Maryland Gov. Larry Hogan on Monday revoked the authority of county officials to mandate schools close amid a clash with local health officials.

Local health officials in Maryland's Montgomery County last week made the decision to keep private and parochial schools closed through October for in-person learning, arguing that having students in the classroom would present a danger to pupils and teachers as the state grapples with COVID-19.
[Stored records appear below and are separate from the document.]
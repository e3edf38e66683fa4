use std::io::Read as _;
use std::path::{Path, PathBuf};

use anyhow::Context as _;
use clap::{Parser, Subcommand};
use textfx::{
    Controller, JsonFileStore, PreviewRequest, PreviewSink, Registry, extract, render,
};

#[derive(Parser, Debug)]
#[command(name = "textfx", version)]
struct Cli {
    /// Effect catalog JSON replacing the built-in catalog.
    #[arg(long, global = true)]
    catalog: Option<PathBuf>,

    /// Session file (defaults to the platform data directory).
    #[arg(long, global = true)]
    store: Option<PathBuf>,

    /// Log debug output to stderr.
    #[arg(short, long, global = true, default_value_t = false)]
    verbose: bool,

    #[command(subcommand)]
    cmd: Command,
}

#[derive(Subcommand, Debug)]
enum Command {
    /// List catalog effects and their parameters.
    Effects,
    /// Render an effect's code with defaults, optionally overridden.
    Render(RenderArgs),
    /// Report what can be read back out of source text.
    Extract(InputArgs),
    /// Print the session as JSON.
    Show,
    /// Print the session's current source text.
    Code,
    /// Print the preview inputs as JSON.
    Preview,
    /// Select an effect, resetting its parameters.
    Select {
        /// Effect name.
        name: String,
    },
    /// Set parameters of the selected effect (`name=value`).
    Set {
        /// Assignments.
        #[arg(required = true)]
        assignments: Vec<String>,
    },
    /// Replace the preview text.
    Text {
        /// New text.
        text: String,
    },
    /// Replace the source text and reconcile it into parameters.
    EditCode(InputArgs),
}

#[derive(Parser, Debug)]
struct RenderArgs {
    /// Effect name.
    #[arg(long)]
    effect: String,

    /// Parameter overrides (`name=value`).
    #[arg(long = "set")]
    assignments: Vec<String>,
}

#[derive(Parser, Debug)]
struct InputArgs {
    /// Source file; reads stdin when omitted.
    #[arg(long = "in")]
    in_path: Option<PathBuf>,
}

struct JsonPreview;

impl PreviewSink for JsonPreview {
    fn present(&mut self, request: &PreviewRequest<'_>) {
        match serde_json::to_string_pretty(request) {
            Ok(json) => println!("{json}"),
            Err(e) => tracing::warn!(error = %e, "failed to encode preview request"),
        }
    }
}

fn main() -> anyhow::Result<()> {
    let cli = Cli::parse();
    init_tracing(cli.verbose);

    let registry = match &cli.catalog {
        Some(path) => Registry::from_path(path)?,
        None => Registry::builtin()?,
    };

    match cli.cmd {
        Command::Effects => cmd_effects(&registry),
        Command::Render(args) => cmd_render(&registry, args),
        Command::Extract(args) => cmd_extract(args),
        cmd => cmd_session(&registry, cli.store, cmd),
    }
}

fn init_tracing(verbose: bool) {
    let level = if verbose {
        tracing::Level::DEBUG
    } else {
        tracing::Level::WARN
    };
    tracing_subscriber::fmt()
        .with_max_level(level)
        .with_writer(std::io::stderr)
        .init();
}

fn cmd_effects(registry: &Registry) -> anyhow::Result<()> {
    for def in registry.list() {
        println!("{} ({})", def.name, def.code_name());
        for p in &def.params {
            match p.range {
                Some(r) => println!(
                    "  {} [{:?}] default={} range={}..{} step={}",
                    p.name, p.kind, p.default, r.min, r.max, r.step
                ),
                None => println!("  {} [{:?}] default={}", p.name, p.kind, p.default),
            }
        }
    }
    Ok(())
}

fn cmd_render(registry: &Registry, args: RenderArgs) -> anyhow::Result<()> {
    let def = registry.lookup(&args.effect)?;
    let mut values = def.schema_defaults();
    for assignment in &args.assignments {
        let (name, raw) = split_assignment(assignment)?;
        let spec = def
            .param(name)
            .ok_or_else(|| textfx::FxError::unknown_param(&def.name, name))?;
        values.insert(name.to_owned(), spec.parse_value(raw)?);
    }
    print!("{}", render(&def.template, &values));
    Ok(())
}

fn cmd_extract(args: InputArgs) -> anyhow::Result<()> {
    let source = read_input(args.in_path.as_deref())?;
    let extraction = extract(&source);
    println!("{}", serde_json::to_string_pretty(&extraction)?);
    Ok(())
}

fn cmd_session(registry: &Registry, store: Option<PathBuf>, cmd: Command) -> anyhow::Result<()> {
    let path = match store {
        Some(p) => p,
        None => JsonFileStore::default_path().context("no data directory; pass --store")?,
    };
    let mut ctl = Controller::open(registry, JsonFileStore::new(path));

    match cmd {
        Command::Show => println!("{}", serde_json::to_string_pretty(ctl.session())?),
        Command::Code => print!("{}", ctl.session().source_text),
        Command::Preview => ctl.present(&mut JsonPreview),
        Command::Select { name } => {
            ctl.select_effect(&name)?;
            eprintln!("selected {name}");
        }
        Command::Set { assignments } => {
            for assignment in &assignments {
                let (name, raw) = split_assignment(assignment)?;
                ctl.set_param_str(name, raw)?;
            }
            for (name, value) in &ctl.session().params {
                eprintln!("{name} = {}", value.render_literal());
            }
        }
        Command::Text { text } => ctl.set_text(text),
        Command::EditCode(args) => {
            let source = read_input(args.in_path.as_deref())?;
            ctl.edit_source(source);
            if let Some(report) = ctl.leave_text_view() {
                println!("{}", serde_json::to_string_pretty(&report)?);
            }
        }
        Command::Effects | Command::Render(_) | Command::Extract(_) => {}
    }
    Ok(())
}

fn split_assignment(s: &str) -> anyhow::Result<(&str, &str)> {
    s.split_once('=')
        .map(|(k, v)| (k.trim(), v))
        .filter(|(k, _)| !k.is_empty())
        .with_context(|| format!("expected name=value, got '{s}'"))
}

fn read_input(path: Option<&Path>) -> anyhow::Result<String> {
    match path {
        Some(p) => std::fs::read_to_string(p).with_context(|| format!("read '{}'", p.display())),
        None => {
            let mut s = String::new();
            std::io::stdin()
                .read_to_string(&mut s)
                .context("read stdin")?;
            Ok(s)
        }
    }
}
But Hogan amended an emergency executive order, which he issued April 5, that allowed local health departments to have the authority to close any individual facility deemed to be unsafe. He called the Montgomery County mandate "overly broad."

"The recovery plan for Maryland public schools stresses local flexibility within the parameters set by state officials," Hogan said in a statement. "Over the last several weeks, school boards and superintendents made their own decisions about how and when to reopen public schools, after consultation with state and local health officials."
https://www.foxnews.com/politics/mar...irtual-schools


Health officials were the ones who made the decision.

I am 100% certain Hogan only did this at the WH bidding bc of the optics of Trumps son Barron having to do virtual school.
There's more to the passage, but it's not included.